What is needed: Among the entries below, find each line with "continue" and show it.

Collected data:
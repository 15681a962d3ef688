//! Dispatch loop
//!
//! A single consumer drains the inbound queue in order. For each message it
//! takes one registry snapshot and invokes every matching handler, in
//! registration order, on the dispatch thread.
//!
//! # State machine
//!
//! ```text
//! Idle -> Waiting -> Dispatching -> Waiting -> ... -> ShuttingDown -> Stopped
//!                 \-> Paused -> Dispatching
//! ```
//!
//! Shutdown and pause are only observed at the `Waiting -> Dispatching`
//! boundary; a running handler is never interrupted.
//!
//! # Fault isolation
//!
//! Handlers returning `Err` or panicking are caught here (panics via
//! [`std::panic::catch_unwind`]), counted, and reported to the diagnostics
//! sink. The remaining handlers for the message still run.

use super::diagnostics::{CallbackFault, DiagnosticEvent, DiagnosticsSink, FaultKind};
use super::message::InboundMessage;
use super::queue::InboundQueue;
use super::registry::SubscriptionRegistry;
use serde::Serialize;
use std::fmt;
use std::panic::{self, AssertUnwindSafe};
use std::sync::Arc;
use std::sync::atomic::{AtomicU64, Ordering};
use tokio::sync::watch;
use tokio_util::sync::CancellationToken;
use tracing::{debug, info};

/// Dispatch loop state
#[derive(Debug, Clone, Copy, PartialEq, Eq, Serialize)]
#[serde(rename_all = "snake_case")]
pub enum DispatchState {
    /// Not started yet
    Idle,
    /// Waiting for the next message
    Waiting,
    /// Parked at the dispatch boundary by `pause`
    Paused,
    /// Running handlers for one message
    Dispatching,
    /// Stop requested; finishing the in-flight pass
    ShuttingDown,
    /// Loop exited
    Stopped,
}

impl fmt::Display for DispatchState {
    fn fmt(&self, f: &mut fmt::Formatter<'_>) -> fmt::Result {
        let name = match self {
            DispatchState::Idle => "idle",
            DispatchState::Waiting => "waiting",
            DispatchState::Paused => "paused",
            DispatchState::Dispatching => "dispatching",
            DispatchState::ShuttingDown => "shutting_down",
            DispatchState::Stopped => "stopped",
        };
        f.write_str(name)
    }
}

/// Counters shared by the bus and its dispatch loop
#[derive(Debug, Default)]
pub struct BusCounters {
    /// Accepted `publish`/`try_publish` calls
    pub published: AtomicU64,
    /// Failed transport sends
    pub transport_failures: AtomicU64,
    /// Messages fully dispatched
    pub dispatched: AtomicU64,
    /// Successful handler invocations
    pub delivered: AtomicU64,
    /// Failed handler invocations
    pub callback_faults: AtomicU64,
}

/// Control signals between the bus and its dispatch loop
#[derive(Debug)]
pub struct DispatchControl {
    state: watch::Sender<DispatchState>,
    paused: watch::Sender<bool>,
    progress: watch::Sender<u64>,
    shutdown: CancellationToken,
}

impl DispatchControl {
    /// Signals for a loop that has not started: idle, unpaused, nothing dispatched
    pub fn new() -> Self {
        Self {
            state: watch::Sender::new(DispatchState::Idle),
            paused: watch::Sender::new(false),
            progress: watch::Sender::new(0),
            shutdown: CancellationToken::new(),
        }
    }

    /// Current loop state
    pub fn state(&self) -> DispatchState {
        *self.state.borrow()
    }

    /// Subscribe to state changes
    pub fn watch_state(&self) -> watch::Receiver<DispatchState> {
        self.state.subscribe()
    }

    /// Sequence number of the last message fully dispatched
    pub fn progress(&self) -> watch::Receiver<u64> {
        self.progress.subscribe()
    }

    /// Park the loop at its next dispatch boundary
    pub fn pause(&self) {
        self.paused.send_replace(true);
    }

    /// Let a paused loop continue
    pub fn resume(&self) {
        self.paused.send_replace(false);
    }

    /// Whether pause is requested
    pub fn is_paused(&self) -> bool {
        *self.paused.borrow()
    }

    /// Request cooperative shutdown
    pub fn shutdown(&self) {
        self.shutdown.cancel();
    }

    /// Whether shutdown was requested
    pub fn is_shutdown(&self) -> bool {
        self.shutdown.is_cancelled()
    }

    pub(crate) fn set_state(&self, state: DispatchState) {
        self.state.send_if_modified(|current| {
            if *current == state {
                false
            } else {
                *current = state;
                true
            }
        });
    }
}

impl Default for DispatchControl {
    fn default() -> Self {
        Self::new()
    }
}

/// The single consumer of an inbound queue
pub struct Dispatcher<C> {
    registry: Arc<SubscriptionRegistry<C>>,
    queue: Arc<InboundQueue>,
    diagnostics: Arc<dyn DiagnosticsSink>,
    counters: Arc<BusCounters>,
    control: Arc<DispatchControl>,
}

impl<C: Send + Sync + 'static> Dispatcher<C> {
    /// Create the consumer for `queue`; it reports through `control` and `counters`
    pub fn new(
        registry: Arc<SubscriptionRegistry<C>>,
        queue: Arc<InboundQueue>,
        diagnostics: Arc<dyn DiagnosticsSink>,
        counters: Arc<BusCounters>,
        control: Arc<DispatchControl>,
    ) -> Self {
        Self {
            registry,
            queue,
            diagnostics,
            counters,
            control,
        }
    }

    /// Run until shutdown is requested or the queue is closed.
    pub async fn run(self) {
        info!("Dispatch loop started");

        loop {
            self.control.set_state(DispatchState::Waiting);

            let message = tokio::select! {
                biased;
                _ = self.control.shutdown.cancelled() => break,
                next = self.queue.pop() => match next {
                    Some(message) => message,
                    None => break,
                },
            };

            if self.control.is_paused() && !self.wait_while_paused().await {
                break;
            }

            if self.control.is_shutdown() {
                debug!(seq = message.seq, "Shutdown requested, message not dispatched");
                break;
            }

            self.control.set_state(DispatchState::Dispatching);
            self.dispatch(&message);
            self.control.progress.send_replace(message.seq);
        }

        self.control.set_state(DispatchState::ShuttingDown);
        self.control.set_state(DispatchState::Stopped);
        info!(
            dispatched = self.counters.dispatched.load(Ordering::Relaxed),
            "Dispatch loop stopped"
        );
    }

    /// Returns `false` if shutdown was requested while paused.
    async fn wait_while_paused(&self) -> bool {
        self.control.set_state(DispatchState::Paused);
        debug!("Dispatch loop paused");

        let mut paused = self.control.paused.subscribe();
        tokio::select! {
            biased;
            _ = self.control.shutdown.cancelled() => false,
            resumed = paused.wait_for(|p| !*p) => {
                debug!("Dispatch loop resumed");
                resumed.is_ok()
            }
        }
    }

    /// Run one dispatch pass; returns the number of successful invocations.
    pub fn dispatch(&self, message: &InboundMessage) -> usize {
        let snapshot = self.registry.snapshot();
        let mut delivered = 0;

        for subscription in snapshot.iter().filter(|s| s.matches(&message.channel)) {
            let outcome = panic::catch_unwind(AssertUnwindSafe(|| {
                subscription.handler().handle(message, subscription.context())
            }));

            let kind = match outcome {
                Ok(Ok(())) => {
                    delivered += 1;
                    continue;
                }
                Ok(Err(e)) => FaultKind::Error(e.to_string()),
                Err(panic) => FaultKind::Panic(panic_message(panic.as_ref())),
            };

            self.counters.callback_faults.fetch_add(1, Ordering::Relaxed);
            self.diagnostics.report(DiagnosticEvent::CallbackFault(CallbackFault {
                subscription: subscription.id(),
                channel: message.channel.clone(),
                seq: message.seq,
                kind,
            }));
        }

        self.counters.delivered.fetch_add(delivered as u64, Ordering::Relaxed);
        self.counters.dispatched.fetch_add(1, Ordering::Relaxed);
        delivered
    }
}

fn panic_message(panic: &(dyn std::any::Any + Send)) -> String {
    if let Some(s) = panic.downcast_ref::<&str>() {
        (*s).to_string()
    } else if let Some(s) = panic.downcast_ref::<String>() {
        s.clone()
    } else {
        "callback panicked".to_string()
    }
}

#[cfg(test)]
mod tests {
    use super::*;
    use crate::config::BackpressurePolicy;
    use crate::pubsub::diagnostics::diagnostics_channel;
    use crate::pubsub::traits::{HandlerResult, MessageHandler};
    use std::sync::Mutex;
    use std::time::Duration;
    use tokio::time::timeout;

    type Log = Arc<Mutex<Vec<String>>>;

    struct Fixture {
        registry: Arc<SubscriptionRegistry<&'static str>>,
        queue: Arc<InboundQueue>,
        counters: Arc<BusCounters>,
        control: Arc<DispatchControl>,
        events: tokio::sync::mpsc::Receiver<DiagnosticEvent>,
        dispatcher: Dispatcher<&'static str>,
    }

    fn fixture() -> Fixture {
        let registry = Arc::new(SubscriptionRegistry::new(32));
        let queue = Arc::new(InboundQueue::new(16, BackpressurePolicy::DropNewest));
        let counters = Arc::new(BusCounters::default());
        let control = Arc::new(DispatchControl::new());
        let (sink, events) = diagnostics_channel(16);
        let dispatcher = Dispatcher::new(
            registry.clone(),
            queue.clone(),
            Arc::new(sink),
            counters.clone(),
            control.clone(),
        );
        Fixture {
            registry,
            queue,
            counters,
            control,
            events,
            dispatcher,
        }
    }

    fn recorder(log: &Log) -> Arc<dyn MessageHandler<&'static str>> {
        let log = log.clone();
        Arc::new(move |msg: &InboundMessage, ctx: &&'static str| -> HandlerResult {
            log.lock().unwrap().push(format!("{}:{}", ctx, msg.channel));
            Ok(())
        })
    }

    #[test]
    fn test_dispatch_in_registration_order() {
        let f = fixture();
        let log = Log::default();
        f.registry.subscribe("odom", false, recorder(&log), "first").unwrap();
        f.registry.subscribe("o.*", true, recorder(&log), "second").unwrap();
        f.registry.subscribe("imu", false, recorder(&log), "third").unwrap();

        let delivered = f.dispatcher.dispatch(&InboundMessage::new("odom", b"x".to_vec()));

        assert_eq!(delivered, 2);
        assert_eq!(*log.lock().unwrap(), vec!["first:odom", "second:odom"]);
        assert_eq!(f.counters.delivered.load(Ordering::Relaxed), 2);
        assert_eq!(f.counters.dispatched.load(Ordering::Relaxed), 1);
    }

    #[test]
    fn test_failing_handlers_are_isolated() {
        let mut f = fixture();
        let log = Log::default();
        let failing: Arc<dyn MessageHandler<&'static str>> =
            Arc::new(|_: &InboundMessage, _: &&'static str| -> HandlerResult { Err("nope".into()) });
        let panicking: Arc<dyn MessageHandler<&'static str>> =
            Arc::new(|_: &InboundMessage, _: &&'static str| -> HandlerResult { panic!("kaboom") });

        f.registry.subscribe("c", false, failing, "a").unwrap();
        f.registry.subscribe("c", false, panicking, "b").unwrap();
        f.registry.subscribe("c", false, recorder(&log), "c").unwrap();

        let delivered = f.dispatcher.dispatch(&InboundMessage::new("c", Vec::new()));

        assert_eq!(delivered, 1);
        assert_eq!(*log.lock().unwrap(), vec!["c:c"]);
        assert_eq!(f.counters.callback_faults.load(Ordering::Relaxed), 2);

        let first = f.events.try_recv().unwrap();
        assert!(matches!(
            first,
            DiagnosticEvent::CallbackFault(CallbackFault { kind: FaultKind::Error(ref e), .. }) if e == "nope"
        ));
        let second = f.events.try_recv().unwrap();
        assert!(matches!(
            second,
            DiagnosticEvent::CallbackFault(CallbackFault { kind: FaultKind::Panic(ref e), .. }) if e == "kaboom"
        ));
    }

    #[test]
    fn test_reentrant_subscribe_does_not_affect_current_pass() {
        let f = fixture();
        let log = Log::default();
        let registry = f.registry.clone();
        let inner_log = log.clone();
        let reentrant: Arc<dyn MessageHandler<&'static str>> =
            Arc::new(move |_: &InboundMessage, _: &&'static str| -> HandlerResult {
                let log = inner_log.clone();
                registry.subscribe(
                    "c",
                    false,
                    Arc::new(move |_: &InboundMessage, _: &&'static str| -> HandlerResult {
                        log.lock().unwrap().push("late".to_string());
                        Ok(())
                    }),
                    "late",
                )?;
                Ok(())
            });
        f.registry.subscribe("c", false, reentrant, "r").unwrap();

        f.dispatcher.dispatch(&InboundMessage::new("c", Vec::new()));
        assert!(log.lock().unwrap().is_empty());
        assert_eq!(f.registry.len(), 2);

        f.dispatcher.dispatch(&InboundMessage::new("c", Vec::new()));
        assert_eq!(*log.lock().unwrap(), vec!["late"]);
    }

    #[tokio::test]
    async fn test_run_until_shutdown() {
        let f = fixture();
        let log = Log::default();
        f.registry.subscribe("c", false, recorder(&log), "x").unwrap();

        let mut progress = f.control.progress();
        let control = f.control.clone();
        let queue = f.queue.clone();
        let task = tokio::spawn(f.dispatcher.run());

        for _ in 0..3 {
            queue.try_push(InboundMessage::new("c", Vec::new())).unwrap();
        }
        timeout(Duration::from_secs(1), progress.wait_for(|seq| *seq >= 3))
            .await
            .unwrap()
            .unwrap();
        assert_eq!(log.lock().unwrap().len(), 3);

        control.shutdown();
        timeout(Duration::from_secs(1), task).await.unwrap().unwrap();
        assert_eq!(control.state(), DispatchState::Stopped);
    }

    #[tokio::test]
    async fn test_pause_holds_dispatch() {
        let f = fixture();
        let log = Log::default();
        f.registry.subscribe("c", false, recorder(&log), "x").unwrap();

        let control = f.control.clone();
        let queue = f.queue.clone();
        let mut state = control.watch_state();
        let mut progress = control.progress();
        control.pause();
        let task = tokio::spawn(f.dispatcher.run());

        queue.try_push(InboundMessage::new("c", Vec::new())).unwrap();
        timeout(Duration::from_secs(1), state.wait_for(|s| *s == DispatchState::Paused))
            .await
            .unwrap()
            .unwrap();
        assert!(log.lock().unwrap().is_empty());

        control.resume();
        timeout(Duration::from_secs(1), progress.wait_for(|seq| *seq >= 1))
            .await
            .unwrap()
            .unwrap();
        assert_eq!(log.lock().unwrap().len(), 1);

        control.shutdown();
        timeout(Duration::from_secs(1), task).await.unwrap().unwrap();
    }

    #[test]
    fn test_fresh_control() {
        let control = DispatchControl::new();
        assert_eq!(control.state(), DispatchState::Idle);
        assert!(!control.is_paused());
        assert!(!control.is_shutdown());
        let progress = control.progress();
        assert_eq!(*progress.borrow(), 0);
    }

    #[test]
    fn test_state_display() {
        assert_eq!(DispatchState::ShuttingDown.to_string(), "shutting_down");
        assert_eq!(DispatchState::Idle.to_string(), "idle");
    }
}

Result below:
    /// Let a paused loop continue
                    continue;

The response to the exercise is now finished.